Thinking about working overseas? Jas Singh and Jenny Lyon break down the reasons why you should consider New Zealand, and speak to three actuaries who are already there.
The benefits of working overseas are well documented. It can be a great way of developing new skills and meeting new colleagues. It can offer an alternative lifestyle and the opportunity to really understand a new culture and location. To achieve this from Australia usually means a long plane trip which reduces the chances of visiting home frequently.
New Zealand is one of the closer options for Australians considering working overseas. It’s financial, insurance and legal systems are reasonably similar to Australia’s and, on the plus side, it also offers magnificent scenery.
With a smaller financial services industry than Australia, one might wonder if a move to New Zealand could be a career limiting move. However, we would argue that it can offer some leverage opportunities if you do want to return to Australia or move elsewhere.
- Organisations and branches are typically smaller in New Zealand and this means that actuaries often get to work across a wider range of issues and have greater access to senior management. This enables them to develop their commercial skills earlier in their career.
- Without the number of actuarial university courses which exist in Australia, there are fewer entrants to the profession who are close to qualification on graduation and therefore a higher proportion of people who are studying the Part I equivalent subjects. Working as a recently qualified actuary you are more likely to have a team of people working for you than might be the case in Australia. This enables you to develop management skills at an earlier stage.
- With a smaller pool of potential candidates, actuaries are found in many senior management roles in financial services companies in New Zealand.
- If you are ambitious there is the opportunity to manage a business or the P&L of part of a business. This experience is vital to developing skills and demonstrating to employers elsewhere that you have the skills to take on roles at senior management level.
We spoke to three Australian actuaries currently working in New Zealand about their experience there.
Bartosz joined Sovereign in August 2015 as the Chief Actuary.
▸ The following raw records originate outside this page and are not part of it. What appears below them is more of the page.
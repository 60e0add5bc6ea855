//! Release-change notifications.
//!
//! Publishers announce that a namespace was released by sending
//! `appId<sep>cluster<sep>namespace` on the release topic. Delivery is best
//! effort: listeners must tolerate lost, duplicated and reordered messages.
mod bus;
mod key;

pub use bus::*;
pub use key::*;

#[cfg(test)]
mod key_test;

#[cfg(test)]
use mockall::automock;

use crate::Result;

/// One delivered release-change message
#[derive(Debug, Clone, PartialEq, Eq)]
pub struct ReleaseMessage {
    /// Bus-assigned sequence number, informational only
    pub id: u64,
    pub message: String,
}

impl ReleaseMessage {
    pub fn new(
        id: u64,
        message: impl Into<String>,
    ) -> Self {
        Self {
            id,
            message: message.into(),
        }
    }
}

/// Publishing side of the release topic
#[cfg_attr(test, automock)]
pub trait MessageSender: Send + Sync + 'static {
    fn send_message(
        &self,
        message: &str,
        channel: &str,
    ) -> Result<()>;
}

/// Consumer of release-change messages. Invoked once per delivered message,
/// possibly concurrently with other invocations.
#[cfg_attr(test, automock)]
pub trait ReleaseMessageListener: Send + Sync + 'static {
    fn handle_message(
        &self,
        message: &ReleaseMessage,
        channel: &str,
    );
}
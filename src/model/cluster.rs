use serde::Deserialize;
use serde::Serialize;

use super::DataChange;

/// A cluster of an application. Root clusters have `parent_cluster_id == 0`;
/// branch clusters point at their root.
#[derive(Debug, Clone, PartialEq, Eq, Serialize, Deserialize)]
pub struct Cluster {
    pub id: u64,
    pub app_id: String,
    pub name: String,
    pub parent_cluster_id: u64,
    pub data_change: DataChange,
}

impl Cluster {
    pub fn new_root(
        app_id: &str,
        name: &str,
        operator: &str,
    ) -> Self {
        Self {
            id: 0,
            app_id: app_id.to_string(),
            name: name.to_string(),
            parent_cluster_id: 0,
            data_change: DataChange::new(operator),
        }
    }

    pub fn new_branch(
        parent: &Cluster,
        name: &str,
        operator: &str,
    ) -> Self {
        Self {
            id: 0,
            app_id: parent.app_id.clone(),
            name: name.to_string(),
            parent_cluster_id: parent.id,
            data_change: DataChange::new(operator),
        }
    }

    pub fn is_root(&self) -> bool {
        self.parent_cluster_id == 0
    }
}

/// A namespace instance living under one cluster.
#[derive(Debug, Clone, PartialEq, Eq, Serialize, Deserialize)]
pub struct Namespace {
    pub id: u64,
    pub app_id: String,
    pub cluster_name: String,
    pub namespace_name: String,
    pub data_change: DataChange,
}

impl Namespace {
    pub fn new(
        app_id: &str,
        cluster_name: &str,
        namespace_name: &str,
        operator: &str,
    ) -> Self {
        Self {
            id: 0,
            app_id: app_id.to_string(),
            cluster_name: cluster_name.to_string(),
            namespace_name: namespace_name.to_string(),
            data_change: DataChange::new(operator),
        }
    }
}

/// A branch namespace together with the tag its rule binds.
#[derive(Debug, Clone, PartialEq, Eq)]
pub struct TagNamespace {
    pub namespace: Namespace,
    pub tag: String,
}
use std::collections::BTreeMap;
use std::collections::BTreeSet;
use std::sync::Arc;

use dashmap::mapref::one::RefMut;
use dashmap::DashMap;

use super::RuleCacheEntry;

/// Builds an index key from its parts. Keys compare case-insensitively, so
/// they are stored lowercased.
pub(crate) fn index_key(
    separator: char,
    parts: [&str; 3],
) -> String {
    let mut key = String::with_capacity(parts.iter().map(|p| p.len() + 1).sum());
    for (i, part) in parts.iter().enumerate() {
        if i > 0 {
            key.push(separator);
        }
        key.push_str(part);
    }
    key.to_lowercase()
}

/// `appId|parentCluster|namespace` → entries ordered by rule id
#[derive(Debug, Default)]
pub(crate) struct ForwardIndex {
    map: DashMap<String, BTreeMap<u64, Arc<RuleCacheEntry>>>,
}

impl ForwardIndex {
    /// Locks `key` for the lifetime of the returned guard, creating an empty
    /// slot when absent.
    pub(crate) fn lock(
        &self,
        key: &str,
    ) -> RefMut<'_, String, BTreeMap<u64, Arc<RuleCacheEntry>>> {
        self.map.entry(key.to_string()).or_default()
    }

    /// Drops `key` if it holds no entries.
    pub(crate) fn prune(
        &self,
        key: &str,
    ) {
        self.map.remove_if(key, |_, entries| entries.is_empty());
    }

    /// Point-in-time copy of the entries under `key`
    pub(crate) fn snapshot(
        &self,
        key: &str,
    ) -> Option<Vec<Arc<RuleCacheEntry>>> {
        self.map
            .get(key)
            .map(|entries| entries.values().cloned().collect())
    }

    pub(crate) fn len(&self) -> usize {
        self.map.iter().map(|e| e.value().len()).sum()
    }

    #[cfg(test)]
    pub(crate) fn contains_key(
        &self,
        key: &str,
    ) -> bool {
        self.map.contains_key(key)
    }
}

/// `ownerAppId|namespace|tag` → ids of ACTIVE cached rules
#[derive(Debug, Default)]
pub(crate) struct ReverseIndex {
    map: DashMap<String, BTreeSet<u64>>,
}

impl ReverseIndex {
    pub(crate) fn insert(
        &self,
        key: &str,
        rule_id: u64,
    ) {
        self.map.entry(key.to_string()).or_default().insert(rule_id);
    }

    pub(crate) fn remove(
        &self,
        key: &str,
        rule_id: u64,
    ) {
        if let Some(mut ids) = self.map.get_mut(key) {
            ids.remove(&rule_id);
        }
        self.map.remove_if(key, |_, ids| ids.is_empty());
    }

    pub(crate) fn contains(
        &self,
        key: &str,
    ) -> bool {
        self.map.get(key).is_some_and(|ids| !ids.is_empty())
    }

    #[cfg(test)]
    pub(crate) fn ids(
        &self,
        key: &str,
    ) -> BTreeSet<u64> {
        self.map.get(key).map(|ids| ids.clone()).unwrap_or_default()
    }

    pub(crate) fn len(&self) -> usize {
        self.map.iter().map(|e| e.value().len()).sum()
    }
}
use super::ReleaseKey;
use super::ReleaseMessageKeyGenerator;

#[test]
fn test_generate_uses_separator() {
    let gen = ReleaseMessageKeyGenerator::default();
    assert_eq!(gen.generate("A", "C", "N"), "A+C+N");

    let gen = ReleaseMessageKeyGenerator::new('|');
    assert_eq!(gen.generate("A", "C", "N"), "A|C|N");
}

#[test]
fn test_parse_well_formed() {
    let gen = ReleaseMessageKeyGenerator::default();
    assert_eq!(
        gen.parse("app+default+application"),
        Some(ReleaseKey {
            app_id: "app".to_string(),
            cluster_name: "default".to_string(),
            namespace_name: "application".to_string(),
        })
    );
}

#[test]
fn test_parse_rejects_wrong_field_count() {
    let gen = ReleaseMessageKeyGenerator::default();
    assert_eq!(gen.parse(""), None);
    assert_eq!(gen.parse("A+C"), None);
    assert_eq!(gen.parse("A+C+N+X"), None);
    // Empty segments are dropped before counting
    assert_eq!(gen.parse("A++N"), None);
    assert_eq!(gen.parse("+++"), None);
    assert!(gen.parse("+A+C+N+").is_some());
}

#[test]
fn test_parse_respects_configured_separator() {
    let gen = ReleaseMessageKeyGenerator::new('|');
    assert!(gen.parse("A|C|N").is_some());
    assert_eq!(gen.parse("A+C+N"), None);
}
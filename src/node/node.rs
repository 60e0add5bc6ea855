//! A running swimlane node.
//!
//! ## Key Responsibilities
//! - Owns the tag rule cache and the lifecycle service sharing one store
//! - Warms the cache with a full scan before reporting ready
//! - Keeps the periodic scanner alive until shutdown
//!
//! ## Example Usage
//! ```ignore
//! let node = NodeBuilder::init(config, shutdown_rx)
//!     .with_memory_store()
//!     .build()?
//!     .ready()?;
//! tokio::spawn(async move {
//!     node.run().await.expect("swimlane node execution failed");
//! });
//! ```

use std::sync::atomic::AtomicBool;
use std::sync::atomic::Ordering;
use std::sync::Arc;

use tokio::sync::watch;
use tracing::info;

use crate::run_scan_pass;
use crate::spawn_rule_scanner;
use crate::MessageSender;
use crate::NamespaceTagService;
use crate::ReleaseMessageBus;
use crate::ReleaseMessageKeyGenerator;
use crate::Result;
use crate::Store;
use crate::SwimlaneConfig;
use crate::TagReleaseRulesHolder;

pub struct Node<S>
where
    S: Store,
{
    pub(crate) rules: Arc<TagReleaseRulesHolder<S>>,
    pub(crate) tag_service: Arc<NamespaceTagService<S>>,
    pub(crate) release_bus: ReleaseMessageBus,
    pub(crate) ready: AtomicBool,
    pub(crate) shutdown_signal: watch::Receiver<()>,

    pub config: Arc<SwimlaneConfig>,
}

impl<S> Node<S>
where
    S: Store,
{
    /// Warms the cache, starts the scanner and serves until shutdown.
    pub async fn run(&self) -> Result<()> {
        // 1. Full synchronous pass so the cache is never cold once ready
        run_scan_pass(self.rules.clone(), self.shutdown_signal.clone()).await?;
        info!(
            "Tag release rules warmed up at load version {}",
            self.rules.load_version()
        );

        // 2. Fixed-delay reconciliation
        let scanner = if self.config.cache.scan_enabled {
            Some(spawn_rule_scanner(
                self.rules.clone(),
                self.config.cache.scan_interval(),
                self.shutdown_signal.clone(),
            ))
        } else {
            info!("Periodic tag rule scan disabled");
            None
        };

        // 3. Ready to serve resolution queries
        self.set_ready(true);

        let mut shutdown = self.shutdown_signal.clone();
        let _ = shutdown.changed().await;
        self.set_ready(false);
        info!("Swimlane node received shutdown signal");

        if let Some(scanner) = scanner {
            scanner.await?;
        }
        Ok(())
    }

    /// Read side consumed by the config-serving path
    pub fn rules(&self) -> Arc<TagReleaseRulesHolder<S>> {
        self.rules.clone()
    }

    /// Administrative side
    pub fn tag_service(&self) -> Arc<NamespaceTagService<S>> {
        self.tag_service.clone()
    }

    /// Announces a release of `app_id`/`cluster_name`/`namespace_name` on the
    /// in-process release topic.
    pub fn notify_release(
        &self,
        app_id: &str,
        cluster_name: &str,
        namespace_name: &str,
    ) -> Result<()> {
        let message = ReleaseMessageKeyGenerator::new(self.config.notification.key_separator)
            .generate(app_id, cluster_name, namespace_name);
        self.release_bus
            .send_message(&message, &self.config.notification.release_topic)
    }

    pub fn set_ready(
        &self,
        is_ready: bool,
    ) {
        info!("Set node is_ready: {}", is_ready);
        self.ready.store(is_ready, Ordering::SeqCst);
    }

    pub fn server_is_ready(&self) -> bool {
        self.ready.load(Ordering::Acquire)
    }
}
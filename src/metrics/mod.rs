use std::sync::Once;

use lazy_static::lazy_static;
use prometheus::IntCounterVec;
use prometheus::IntGauge;
use prometheus::IntGaugeVec;
use prometheus::Opts;
use prometheus::Registry;
use tokio::sync::watch;
use tracing::error;
use tracing::info;
use warp::Filter;
use warp::Rejection;
use warp::Reply;


lazy_static! {
    pub static ref SCAN_PASS_METRIC: IntCounterVec = IntCounterVec::new(
        Opts::new("tag_rule_scan_pass", "Periodic scan passes by result"),
        &["result"]
    )
    .expect("metric can not be created");

    pub static ref RULE_MERGE_METRIC: IntCounterVec = IntCounterVec::new(
        Opts::new("tag_rule_merge", "Rule rows merged into the cache by outcome"),
        &["outcome"]
    )
    .expect("metric can not be created");

    pub static ref RELEASE_MESSAGE_METRIC: IntCounterVec = IntCounterVec::new(
        Opts::new("release_message", "Release messages handled by result"),
        &["result"]
    )
    .expect("metric can not be created");

    pub static ref INDEX_SIZE_METRIC: IntGaugeVec = IntGaugeVec::new(
        Opts::new("tag_rule_index_size", "Entries held by each cache index"),
        &["index"]
    )
    .expect("metric can not be created");

    pub static ref LOAD_VERSION_METRIC: IntGauge =
        IntGauge::new("tag_rule_load_version", "Current cache load version")
            .expect("metric can not be created");

    pub static ref REGISTRY: Registry = Registry::new();
}

static REGISTER: Once = Once::new();

pub(crate) fn register_custom_metrics() {
    REGISTER.call_once(|| {
        let collectors: Vec<Box<dyn prometheus::core::Collector>> = vec![
            Box::new(SCAN_PASS_METRIC.clone()),
            Box::new(RULE_MERGE_METRIC.clone()),
            Box::new(RELEASE_MESSAGE_METRIC.clone()),
            Box::new(INDEX_SIZE_METRIC.clone()),
            Box::new(LOAD_VERSION_METRIC.clone()),
        ];
        for collector in collectors {
            if let Err(e) = REGISTRY.register(collector) {
                error!("collector can not be registered: {:?}", e);
            }
        }
    });
}

pub async fn start_server(
    port: u16,
    mut shutdown_signal: watch::Receiver<()>,
) {
    register_custom_metrics();

    let metrics_route = warp::path!("metrics").and_then(metrics_handler);

    info!("Prometheus exporter listening on port {}", port);
    let (_, server) =
        warp::serve(metrics_route).bind_with_graceful_shutdown(([0, 0, 0, 0], port), async move {
            let _ = shutdown_signal.changed().await;
        });
    server.await;
}

async fn metrics_handler() -> Result<impl Reply, Rejection> {
    Ok(render_metrics())
}

/// Text exposition of the custom registry followed by the default one
pub(crate) fn render_metrics() -> String {
    use prometheus::Encoder;
    let encoder = prometheus::TextEncoder::new();

    let mut buffer = Vec::new();
    if let Err(e) = encoder.encode(&REGISTRY.gather(), &mut buffer) {
        error!("could not encode custom metrics: {}", e);
    };
    if let Err(e) = encoder.encode(&prometheus::gather(), &mut buffer) {
        error!("could not encode prometheus metrics: {}", e);
    };

    match String::from_utf8(buffer) {
        Ok(v) => v,
        Err(e) => {
            error!("metrics could not be from_utf8'd: {}", e);
            String::default()
        }
    }
}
His experience had previously been in general insurance and most recently consulting so moving into a corporate life insurance environment was an unknown for him. However, in his words “I am not looking back”.
Bartosz was able to secure this role as he could demonstrate a high level of technical ability and had well-developed communication and influencing skills so that even though his experience was not directly applicable to the role, Sovereign saw that he could develop the knowledge he needed to operate in their market.
He noted that the role has provided him with a great opportunity to develop broad leadership and commercial skills and he contributes and has influence at executive and board level.
Outside of work, Bartosz believes New Zealand is a great place for young families. With two kids aged three and five the family enjoys living in Auckland. He has been impressed by the outdoor lifestyle, availability of resources for families and the quality of childcare services and schools.
“I am not looking back” – Bartosz Piwcewicz
Len is the Chief Officer of Health Business at Sovereign, responsible for Sovereign’s health insurance division.
Len joined Sovereign in 2014 as Head of Health Product and Strategy. His motivations for the move were to gain commercial experience which included running a P&L, distribution and marketing, business unit strategy, product development, and having engagement with the board. The role also provided him with the opportunity to further his develop leadership skills within the division and the enterprise as a whole.
Len commented on why considering a career in New Zealand might be worth exploring, particularly for an insurance actuary looking to gain broader commercial experience.
“Comparing major insurance companies in Australia and New Zealand, I would make the following general observations:
- Roles in New Zealand tend to have broader responsibility and there is more opportunity to become involved in strategic company initiatives / projects.
- There is greater opportunity for engagement with senior management.
- There is a strong culture of collaboration and working towards a common outcome.
- New Zealand companies seem to be more agile when responding to market trends.”
In addition, he has also found New Zealand a wonderful place to live, especially for people who enjoy the outdoors. The weather is mild, the landscapes are breathtaking, the food is outstanding, and the people are friendly. Also, there are no snakes nor spiders.
Adam has lived in Auckland, New Zealand for 10 years after meeting his future (Kiwi) wife in London. He is currently heading up Quantium’s entry into the New Zealand market having recently left Deloitte, where he was a Partner in the actuarial team. He is a member of the Council of the New Zealand Society of Actuaries.
In his view some of the professional benefits of working in New Zealand include:
- Roles tend to be less specialised and so there is an opportunity to broaden your experience.
- Organisations tend to be smaller so there is a greater opportunity to “make a difference”.
- Focus on achieving a healthy work/life balance.
- the opportunity to work at a more senior level which can progress your career more rapidly.
He sees some of the social benefits of working in New Zealand as:
- A great outdoor culture with access to beaches, lakes, mountains.
- Smaller cities meaning there is less of the “rat race” (if that’s what you prefer).
- More rugby teams that win matches (but balanced by the cricket and league!).
He did note that “on the downside you have to endure a lot of jokes about Aussies bowling underarm balls”.
So in summary, while New Zealand may not have been top on your list for career development it is worth considering as an option for the future.